As is known from U. Moosheimer, Galvanotechnik 90 No. 9, 1999, p. 2526-2531, the coating of PMMA with an inorganic oxide layer does not improve the barrier property with respect to water vapour and oxygen since PMMA is amorphous. However, in contrast to polyesters and polyolefins, PMMA is stable to weathering.

In DE 102009000450.5, the applicant uses coats which result in good adhesion between the inorganic layer and the adhesion promoter. As is known to the person skilled in the art, the adhesion between organic and inorganic layers is more difficult to achieve than between layers of the same type.

OBJECT

It was the object of the invention to provide a barrier film which is stable to weathering and highly transparent (>80% in the wavelength range>300 nm), good barrier properties with respect to water vapour and oxygen being ensured.
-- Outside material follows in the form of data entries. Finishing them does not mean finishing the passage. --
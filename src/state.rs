//! Shared application state.
//!
//! DESIGN
//! ======
//! `AppState` is injected into Axum handlers via the `State` extractor. It
//! holds the outbound HTTP client and the asset API base URL used by the
//! detail proxy.

use std::sync::Arc;
use std::time::Duration;

use crate::config::HostConfig;

/// Clone is required by Axum; inner fields are cheap to clone.
#[derive(Clone)]
pub struct AppState {
    pub http: reqwest::Client,
    pub backend_url: Option<Arc<str>>,
}

impl AppState {
    /// Build state from host config. Only a connect timeout is applied to
    /// outbound requests.
    ///
    /// # Errors
    ///
    /// Returns the reqwest error if the HTTP client cannot be constructed.
    pub fn new(config: &HostConfig) -> Result<Self, reqwest::Error> {
        let http = reqwest::Client::builder()
            .connect_timeout(Duration::from_secs(config.connect_timeout_secs))
            .build()?;
        Ok(Self { http, backend_url: config.backend_url.as_deref().map(Arc::from) })
    }
}
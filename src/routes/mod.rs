//! Router assembly.
//!
//! SYSTEM CONTEXT
//! ==============
//! This module binds the asset API proxy and stitches it with Leptos SSR
//! rendering under a single Axum router. The WASM bundle is served from
//! `/pkg`, media from the static directory.

pub mod assets;

use std::path::PathBuf;

use axum::Router;
use axum::http::StatusCode;
use axum::routing::get;
use leptos::prelude::*;
use leptos_axum::{LeptosRoutes, generate_route_list};
use tower_http::compression::CompressionLayer;
use tower_http::cors::{Any, CorsLayer};
use tower_http::services::ServeDir;
use tower_http::trace::TraceLayer;

use crate::state::AppState;

/// API routes used by the hydrated client.
fn api_routes(state: AppState) -> Router {
    let cors = CorsLayer::new()
        .allow_origin(Any)
        .allow_methods(Any)
        .allow_headers(Any);

    Router::new()
        .route("/api/Assets/{endpoint}/{id}", get(assets::proxy_detail))
        .route("/healthz", get(healthz))
        .layer(cors)
        .with_state(state)
}

/// API routes + Leptos SSR pages + static bundle and media.
///
/// `/assets/images` is mounted explicitly so image requests never fall into
/// the `/assets/{name}/{id}` page route.
///
/// # Errors
///
/// Returns an error if the Leptos configuration cannot be loaded (missing or
/// malformed `[workspace.metadata.leptos]` section).
pub fn app(state: AppState, static_dir: Option<PathBuf>) -> Result<Router, String> {
    let conf = get_configuration(None).map_err(|e| format!("leptos configuration: {e}"))?;
    let leptos_options = conf.leptos_options;
    let routes = generate_route_list(client::app::App);

    let leptos_router = Router::new()
        .leptos_routes(&leptos_options, routes, {
            let opts = leptos_options.clone();
            move || client::app::shell(opts.clone())
        })
        .with_state(leptos_options.clone());

    let site_root = PathBuf::from(leptos_options.site_root.as_ref());
    let static_root = static_dir.unwrap_or_else(|| site_root.clone());

    Ok(api_routes(state)
        .merge(leptos_router)
        .nest_service("/pkg", ServeDir::new(site_root.join("pkg")))
        .nest_service("/assets/images", ServeDir::new(static_root.join("assets").join("images")))
        .fallback_service(ServeDir::new(static_root))
        .layer(CompressionLayer::new())
        .layer(TraceLayer::new_for_http()))
}

async fn healthz() -> StatusCode {
    StatusCode::OK
}
#![recursion_limit = "256"]

mod config;
mod routes;
mod state;

#[tokio::main]
async fn main() {
    let _ = dotenvy::dotenv();
    tracing_subscriber::fmt::init();

    let config = config::HostConfig::from_env().expect("invalid configuration");
    match config.backend_url.as_deref() {
        Some(url) => tracing::info!(backend = url, "asset API configured"),
        None => tracing::warn!("ASSET_API_URL not set, asset detail requests will answer 503"),
    }

    let state = state::AppState::new(&config).expect("HTTP client init failed");
    let app = routes::app(state, config.static_dir.clone()).expect("router init failed");

    let port = config.port;
    let listener = tokio::net::TcpListener::bind(format!("0.0.0.0:{port}"))
        .await
        .expect("failed to bind");

    tracing::info!(%port, "asset-directory listening");
    axum::serve(listener, app).await.expect("server failed");
}
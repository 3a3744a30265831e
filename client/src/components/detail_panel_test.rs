use super::*;
use crate::net::types::{BillOfMaterials, Endpoint, RepairInstructions};

fn labels(model: &PanelModel) -> Vec<&'static str> {
    model.fields.iter().map(|f| f.label).collect()
}

fn value<'a>(model: &'a PanelModel, label: &str) -> Option<&'a str> {
    model.fields.iter().find(|f| f.label == label).map(|f| f.value.as_str())
}

fn text(s: &str) -> Option<String> {
    Some(s.to_owned())
}

// =============================================================
// ProductInfo
// =============================================================

#[test]
fn product_info_missing_required_fields_show_placeholder() {
    let model = panel_model(&DetailResponse::ProductInfo(ProductInfo::default()));
    assert_eq!(model.title, "Product Info");
    assert_eq!(value(&model, "Name"), Some(MISSING));
    assert_eq!(value(&model, "Category"), Some(MISSING));
    assert_eq!(value(&model, "Description"), Some(MISSING));
}

#[test]
fn product_info_omits_absent_optional_fields() {
    let info = ProductInfo { name: text("TALON"), ..ProductInfo::default() };
    let model = panel_model(&DetailResponse::ProductInfo(info));
    assert_eq!(labels(&model), ["ID", "Name", "Category", "Description", "License", "License Details"]);
    assert!(model.lists.is_empty());
}

#[test]
fn product_info_includes_optional_fields_when_present() {
    let info = ProductInfo {
        name: text("KUKA KR AGILUS"),
        category: text("Industrial Robots"),
        description: text("Compact"),
        payload: text("10 kg"),
        reach_range: text("1100 mm"),
        applications: vec!["Assembly".to_owned()],
        ..ProductInfo::default()
    };
    let model = panel_model(&DetailResponse::ProductInfo(info));
    assert_eq!(value(&model, "Name"), Some("KUKA KR AGILUS"));
    assert_eq!(value(&model, "Payload"), Some("10 kg"));
    assert_eq!(value(&model, "Reach Range"), Some("1100 mm"));
    assert_eq!(
        model.lists,
        vec![PanelList { heading: "Applications", ordered: false, items: vec!["Assembly".to_owned()] }]
    );
}

#[test]
fn blank_values_count_as_missing() {
    let info = ProductInfo { name: text("  "), payload: text(""), ..ProductInfo::default() };
    let model = panel_model(&DetailResponse::ProductInfo(info));
    assert_eq!(value(&model, "Name"), Some(MISSING));
    assert_eq!(value(&model, "Payload"), None);
}

// =============================================================
// List variants
// =============================================================

#[test]
fn repair_instructions_render_as_ordered_list() {
    let repair = RepairInstructions { instructions: vec!["Power off".to_owned(), "Replace fuse".to_owned()] };
    let model = panel_model(&DetailResponse::RepairInstructions(repair));
    assert_eq!(model.title, "Repair Instructions");
    assert!(model.fields.is_empty());
    assert_eq!(model.lists.len(), 1);
    assert!(model.lists[0].ordered);
    assert_eq!(model.lists[0].items, ["Power off", "Replace fuse"]);
}

#[test]
fn empty_bill_of_materials_has_no_list() {
    let model = panel_model(&DetailResponse::BillOfMaterials(BillOfMaterials::default()));
    assert!(model.lists.is_empty());
    assert!(model.is_empty());
}

#[test]
fn safety_info_skips_empty_list() {
    let safety = SafetyInfo { safety_features: vec![], safety_instructions: vec!["Keep clear".to_owned()] };
    let model = panel_model(&DetailResponse::SafetyInfo(safety));
    assert_eq!(model.lists.len(), 1);
    assert_eq!(model.lists[0].heading, "Safety Instructions");
}

// =============================================================
// Record variants
// =============================================================

#[test]
fn cad_model_shows_every_field_with_placeholders() {
    let cad = CadModel { part_number: text("KR-6"), ..CadModel::default() };
    let model = panel_model(&DetailResponse::CadModel(cad));
    assert_eq!(model.title, Endpoint::CadModel.label());
    assert_eq!(model.fields.len(), 11);
    assert_eq!(value(&model, "Part Number"), Some("KR-6"));
    assert_eq!(value(&model, "File Format"), Some(MISSING));
}

#[test]
fn license_info_shows_five_fields() {
    let license = LicenseInfo { license: text("Commercial"), ..LicenseInfo::default() };
    let model = panel_model(&DetailResponse::LicenseInfo(license));
    assert_eq!(labels(&model), ["ID", "Name", "Category", "License", "License Details"]);
    assert_eq!(value(&model, "License"), Some("Commercial"));
    assert_eq!(value(&model, "License Details"), Some(MISSING));
}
PMMA fulfils the property of weathering stability, the inorganic oxide layer fulfils the barrier properties.

The present invention has firstly the object of combining PMMA as a substrate layer with inorganic oxide layers.

Secondly, the function of protection from UV radiation is to be performed no longer by the inorganic oxide layer, so that this can be optimized exclusively according to optical criteria, but by the PMMA layer. Thirdly, a partial discharge voltage of greater than 1000 V is to be achieved by this material combination.

Fourthly, the PMMA layer has the function of protecting the underlying polyolefin or polyester layers from weathering influences.

SOLUTION

The object is achieved by a barrier film which is stable to weathering. The properties are achieved by a multilayer film, the individual layers being combined with one another by vacuum vapour deposition, lamination, extrusion lamination (adhesive, melt or hotmelt lamination) or extrusion coating. Customary processes, as described, for example, in S.E.M. Selke, J. D. Culter, R. J. Hernandez, “Plastics Packaging”, 2^nd Edition, Hanser-Verlag, ISBN 1-56990-372-7, on pages 226 and 227, can be used for this purpose.

Since the direct inorganic coating of PMMA is not possible according to the prior art, a polyester or polyolefin film is provided with the inorganic layer by vapour deposition. The PMMA layer protects the polyester or polyolefin film from weathering influences.

The problem of adhesion between inorganic and organic layers is circumvented by adhesively bonding to one another two films having an inorganic coating with the inorganic side facing inwards, the organic film side pointing outwards. This can then easily be bonded to other organic polymers.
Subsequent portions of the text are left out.